Desde la mirada del pluralismo
jurídico, que el Estado peruano contempla en su constitución, existe un
reconocimiento a las formas de justicia consuetudinaria (tradicional) que
poseen y siguen poniendo en práctica algunas comunidades de nuestro país. Esta
se expresa muchas veces en procedimientos que penan delitos como el robo, el
abuso de autoridad e incluso recientemente la infidelidad con castigos que van
desde unos latigazos en frente de toda la comunidad, el rapado del cabello, la
expulsión del pueblo, hasta cruentas golpizas que pueden incluso conducir a la
muerte. Sin embargo, en este desencuentro entre el derecho oficial y el
tradicional, parece existir una suerte de límite en la aplicación de aquellas
sanciones y es lo que algunos especialistas llaman el “principio de la
repugnancia”. Este consiste en que aquellas sanciones que constituyan un
atentado contra la dignidad y la integridad de los individuos no son reconocidas
como válidas por la justicia oficial y más bien son criticados. Este principio
parece establecer una suerte de demarcación entre lo que el derecho oficial
tolera y aquello que no solo no reconoce, sino además combate. En el caso de la
supuesta bruja causante de los males del poblado de San José, no solo estamos
frente a una acusación en la que difícilmente se podrían presentar pruebas
(habría que establecer una relación de carácter mágico entre un determinado
elemento y una supuesta reacción causada por este), sino también frente a un
asesinato de una mujer cuyo delito fue haberse convertido en el chivo
expiatorio que explique los males de la comunidad.

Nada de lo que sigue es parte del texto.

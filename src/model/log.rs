//! Import logs: the audit record for one batch execution.

use jiff::Timestamp;
use serde::{Deserialize, Serialize};
use uuid::Uuid;

/// Where an import batch stands.
///
/// `InProgress` is written before any row is touched; exactly one terminal
/// state is written when the batch ends. A batch stuck in `InProgress`
/// means the process died mid-run.
#[derive(Debug, Clone, Copy, PartialEq, Eq, Serialize, Deserialize)]
#[serde(rename_all = "camelCase")]
pub enum ImportStatus {
    InProgress,
    Success,
    PartiallySuccessful,
    Failure,
}

impl ImportStatus {
    pub fn is_terminal(self) -> bool {
        !matches!(self, Self::InProgress)
    }

    pub fn label(self) -> &'static str {
        match self {
            Self::InProgress => "in progress",
            Self::Success => "success",
            Self::PartiallySuccessful => "partially successful",
            Self::Failure => "failure",
        }
    }
}

/// One per batch execution: who triggered it, when, how it ended, and
/// every row- or batch-level failure captured along the way.
///
/// Owned by the repository; outlives the batch that wrote it.
#[derive(Debug, Clone, Serialize, Deserialize)]
#[serde(rename_all = "camelCase")]
pub struct ImportLog {
    pub id: Uuid,
    /// The imported sheet this run belongs to.
    pub object_id: Uuid,
    pub submission_date: Timestamp,
    pub submitted_by: String,
    pub status: ImportStatus,
    pub errors: Vec<String>,
}

impl ImportLog {
    /// Opens a new log entry in the `InProgress` state.
    pub fn begin(object_id: Uuid, submitted_by: &str) -> Self {
        Self {
            id: Uuid::new_v4(),
            object_id,
            submission_date: Timestamp::now(),
            submitted_by: submitted_by.to_string(),
            status: ImportStatus::InProgress,
            errors: Vec::new(),
        }
    }
}

#[cfg(test)]
mod tests {
    use super::*;

    #[test]
    fn begin_opens_in_progress() {
        let log = ImportLog::begin(Uuid::new_v4(), "importer");

        assert_eq!(log.status, ImportStatus::InProgress);
        assert!(log.errors.is_empty());
    }

    #[test]
    fn only_in_progress_is_non_terminal() {
        assert!(!ImportStatus::InProgress.is_terminal());
        assert!(ImportStatus::Success.is_terminal());
        assert!(ImportStatus::PartiallySuccessful.is_terminal());
        assert!(ImportStatus::Failure.is_terminal());
    }
}
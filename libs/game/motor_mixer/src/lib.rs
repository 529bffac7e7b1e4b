// This file is part of QuadSim.
//
// QuadSim is free software: you can redistribute it and/or modify
// it under the terms of the GNU General Public License as published by
// the Free Software Foundation, either version 3 of the License, or
// (at your option) any later version.
//
// QuadSim is distributed in the hope that it will be useful,
// but WITHOUT ANY WARRANTY; without even the implied warranty of
// MERCHANTABILITY or FITNESS FOR A PARTICULAR PURPOSE.  See the
// GNU General Public License for more details.
//
// You should have received a copy of the GNU General Public License
// along with QuadSim.  If not, see <http://www.gnu.org/licenses/>.
//! Inverse actuation: turn a commanded thrust and body torque into the
//! squared rotor speeds that would produce it.
use airframe::{MotorSpeeds, VehicleConfig, Wrench, MOTOR_ARMS};
use log::trace;

#[derive(Clone, Copy, Debug, PartialEq)]
pub struct MotorMixer {
    // Precomputed reciprocals of the forward map's diagonal.
    thrust_share: f64,
    lever_share: f64,
    drag_share: f64,
}

impl MotorMixer {
    pub fn new(config: &VehicleConfig) -> Self {
        Self {
            thrust_share: 1. / (4. * config.thrust_coefficient),
            lever_share: 1. / (2. * config.arm_length * config.thrust_coefficient),
            drag_share: 1. / (4. * config.drag_coefficient),
        }
    }

    /// Exact inverse of the forward map, before any clamping. Entries may
    /// be negative when the command is not physically reachable.
    pub fn mix_signed(&self, wrench: &Wrench) -> [f64; 4] {
        let base = wrench.thrust * self.thrust_share;
        let mut out = [0f64; 4];
        for (w2, arm) in out.iter_mut().zip(MOTOR_ARMS.iter()) {
            *w2 = base
                + arm.roll * wrench.roll() * self.lever_share
                + arm.pitch * wrench.pitch() * self.lever_share
                + arm.spin * wrench.yaw() * self.drag_share;
        }
        out
    }

    /// Squared speeds for `wrench`, clamped to be non-negative. Clamped
    /// motors are not rebalanced against the others. A non-finite request
    /// passes through untouched so that the fault reaches the dynamics.
    pub fn mix(&self, wrench: &Wrench) -> MotorSpeeds {
        let mut squared = self.mix_signed(wrench);
        for (i, w2) in squared.iter_mut().enumerate() {
            if *w2 < 0. {
                trace!("motor {} saturated at {:.1}", i, w2);
                *w2 = 0.;
            }
        }
        MotorSpeeds::from_squared(squared)
    }
}
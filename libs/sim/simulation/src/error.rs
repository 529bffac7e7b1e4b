// This file is part of QuadSim.
//
// QuadSim is free software: you can redistribute it and/or modify
// it under the terms of the GNU General Public License as published by
// the Free Software Foundation, either version 3 of the License, or
// (at your option) any later version.
//
// QuadSim is distributed in the hope that it will be useful,
// but WITHOUT ANY WARRANTY; without even the implied warranty of
// MERCHANTABILITY or FITNESS FOR A PARTICULAR PURPOSE.  See the
// GNU General Public License for more details.
//
// You should have received a copy of the GNU General Public License
// along with QuadSim.  If not, see <http://www.gnu.org/licenses/>.
use crate::Phase;
use thiserror::Error;
use vehicle_state::VehicleState;

#[derive(Debug, Error)]
pub enum SimulationError {
    #[error("non-finite vehicle state after step {step} (t={elapsed:.3}s): {state}")]
    NonFinite {
        step: u64,
        elapsed: f64,
        state: VehicleState,
    },
    #[error("simulation is {0:?}, not running")]
    NotRunning(Phase),
    #[error("timestep must be in (0, 1] seconds, got {0}")]
    InvalidTimestep(f64),
    #[error("failed to start simulation thread")]
    Spawn(#[from] std::io::Error),
}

Pero, ¿Qué pasa en el otro Perú? Ha sido
muy interesante leer los comentarios de los lectores de esta noticia. Por
ejemplo algunos de ellos: “la
policía debe capturar terrucos y narcos y no a estos primitivos. Falta de
objetivos policiales”, “fanatismo religioso y supercherías de ignorantes. Sí el
dinero ROBADO por los corruptos fuese empleado para darle EDUCACIÓN DE CALIDAD
a todos y cada uno de los peruanos, entonces tendríamos menos analfabetos,
menos cucufatos y menos oscurantismo, y POR FIN tendríamos una DEMOCRACIA. La
democracia no existe en ningún país poblado por hordas de borregos, analfabetos
y salvajes.”
Es interesante
percibir como desde este Perú oficial, occidental, moderno, que tiene acceso a
internet, la mirada sobre quienes perpetraron este crimen utilice adjetivos
como salvajes, primitivos, borregos. ¿Su puede utilizar estos calificativos
para explicar una determinada conducta? De hecho y nuevamente desde la
perspectiva del pluralismo jurídico, existía una suerte de atenuante de
carácter cultural. Este consistía en reducir la pena si el infractor era un
indígena o un nativo amazónico. Estos calificativos, nuevamente bajo la mirada
de los “dos Perués”, pueden terminar restando responsabilidad a los
perpetradores bajo el supuesto que su condición de salvajes les impide cierto
discernimiento entre el bien y el mal. Las ciencias sociales y en particular la
antropología han sido cada vez más cuidadosas en utilizar estos términos que
pretendían clasificar la humanidad bajo los criterios de superioridad
(civilizados) e inferioridad (salvajes) porque cayó en la cuenta que ello traía
más problemas que soluciones. No estamos frente a salvajes, sino frente a
ciudadanos que deben responder a la justicia frente a un crimen cometido. La
diferencia cultural no debe convertirse en excusa ni menos en impunidad.